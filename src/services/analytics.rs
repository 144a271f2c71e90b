//! Report screens: traffic summary, web log and campaign funnels.

use chrono::{NaiveDate, Utc};

use crate::SERVICE_ACCESS_ROLE;
use crate::analytics::campaigns::campaign_analytics;
use crate::analytics::period::{DateRange, Granularity, Period, PeriodPreset};
use crate::analytics::report::web_log_report;
use crate::analytics::summary::{AnalyticsSummary, summarize};
use crate::domain::listing::Listing;
use crate::domain::types::ListingId;
use crate::dto::analytics::{
    CampaignAnalyticsPageData, EventRow, PeriodSelection, SummaryPageData, WebLogPageData,
};
use crate::forms::analytics::ReportQuery;
use crate::models::auth::AuthenticatedUser;
use crate::pagination::{DEFAULT_ITEMS_PER_PAGE, Paginated};
use crate::repository::{
    CallListQuery, CallReader, CampaignReader, ListingReader, WebLogQuery, WebLogReader,
};
use crate::services::{ServiceResult, ensure_role};

/// Resolves a period against `today` into what the selector shows.
pub fn period_selection(period: Period, today: NaiveDate) -> PeriodSelection {
    let range = period.range(today);
    PeriodSelection {
        key: period.key(),
        from: range.first_day().format("%Y-%m-%d").to_string(),
        to: range.last_day().format("%Y-%m-%d").to_string(),
        range,
        presets: PeriodPreset::ALL,
    }
}

/// Aggregated traffic and inquiries inside `range`, optionally for one listing.
pub fn summary_for_range<R>(
    repo: &R,
    range: DateRange,
    listing_id: Option<ListingId>,
    listings: &[Listing],
) -> ServiceResult<AnalyticsSummary>
where
    R: CallReader + WebLogReader + ?Sized,
{
    let mut events_query = WebLogQuery::new(range);
    let mut calls_query = CallListQuery::default().range(range);
    if let Some(id) = listing_id {
        events_query = events_query.listing(id);
        calls_query = calls_query.listing(id);
    }

    let (_, events) = repo.list_web_log_events(events_query)?;
    let (_, calls) = repo.list_calls(calls_query)?;

    Ok(summarize(
        &range,
        Granularity::for_range(&range),
        &events,
        &calls,
        listings,
    ))
}

pub fn summary<R>(repo: &R, user: &AuthenticatedUser, query: &ReportQuery) -> ServiceResult<SummaryPageData>
where
    R: ListingReader + CallReader + WebLogReader + ?Sized,
{
    ensure_role(user, SERVICE_ACCESS_ROLE)?;

    let period = period_selection(query.period()?, Utc::now().date_naive());
    let listing_id = query.listing_id();
    let listings = repo.list_all_listings()?;
    let summary = summary_for_range(repo, period.range, listing_id, &listings)?;

    Ok(SummaryPageData {
        period,
        summary,
        listings,
        selected_listing: listing_id.map(ListingId::get),
    })
}

/// Web log report over the whole period plus one page of the raw events,
/// filtered by listing and event type.
pub fn web_log<R>(repo: &R, user: &AuthenticatedUser, query: &ReportQuery) -> ServiceResult<WebLogPageData>
where
    R: ListingReader + WebLogReader + ?Sized,
{
    ensure_role(user, SERVICE_ACCESS_ROLE)?;

    let period = period_selection(query.period()?, Utc::now().date_naive());
    let listing_id = query.listing_id();
    let event_type = query.event_type().map(str::to_string);
    let page = query.page.unwrap_or(1);
    let listings = repo.list_all_listings()?;

    let mut report_query = WebLogQuery::new(period.range);
    if let Some(id) = listing_id {
        report_query = report_query.listing(id);
    }
    let mut table_query = report_query.clone().paginate(page, DEFAULT_ITEMS_PER_PAGE);
    if let Some(event_type) = &event_type {
        table_query = table_query.event_type(event_type.as_str());
    }

    let (_, events) = repo.list_web_log_events(report_query)?;
    let report = web_log_report(&period.range, &events, &listings);

    let (total, page_events) = repo.list_web_log_events(table_query)?;
    let rows = page_events
        .into_iter()
        .map(|event| EventRow {
            listing_title: listings
                .iter()
                .find(|l| l.id == event.listing_id)
                .map_or_else(|| format!("#{}", event.listing_id), |l| l.title.to_string()),
            source: event.source(),
            event,
        })
        .collect();

    Ok(WebLogPageData {
        period,
        report,
        events: Paginated::new(rows, page, total, DEFAULT_ITEMS_PER_PAGE),
        listings,
        selected_listing: listing_id.map(ListingId::get),
        selected_event_type: event_type,
    })
}

pub fn campaigns<R>(
    repo: &R,
    user: &AuthenticatedUser,
    query: &ReportQuery,
) -> ServiceResult<CampaignAnalyticsPageData>
where
    R: ListingReader + CampaignReader + CallReader + WebLogReader + ?Sized,
{
    ensure_role(user, SERVICE_ACCESS_ROLE)?;

    let period = period_selection(query.period()?, Utc::now().date_naive());
    let campaigns = repo.list_campaigns(query.listing_id())?;
    let listings = repo.list_all_listings()?;
    let (_, events) = repo.list_web_log_events(WebLogQuery::new(period.range))?;
    let (_, calls) = repo.list_calls(CallListQuery::default().range(period.range))?;
    let contacts = repo.list_all_contacts()?;

    let analytics = campaign_analytics(
        &period.range,
        &campaigns,
        &listings,
        &events,
        &calls,
        &contacts,
    );

    Ok(CampaignAnalyticsPageData { period, analytics })
}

**Exercise**
Using the listing above, work out how many lines include the word "format", and report that number alone.

**Response to this exercise**
3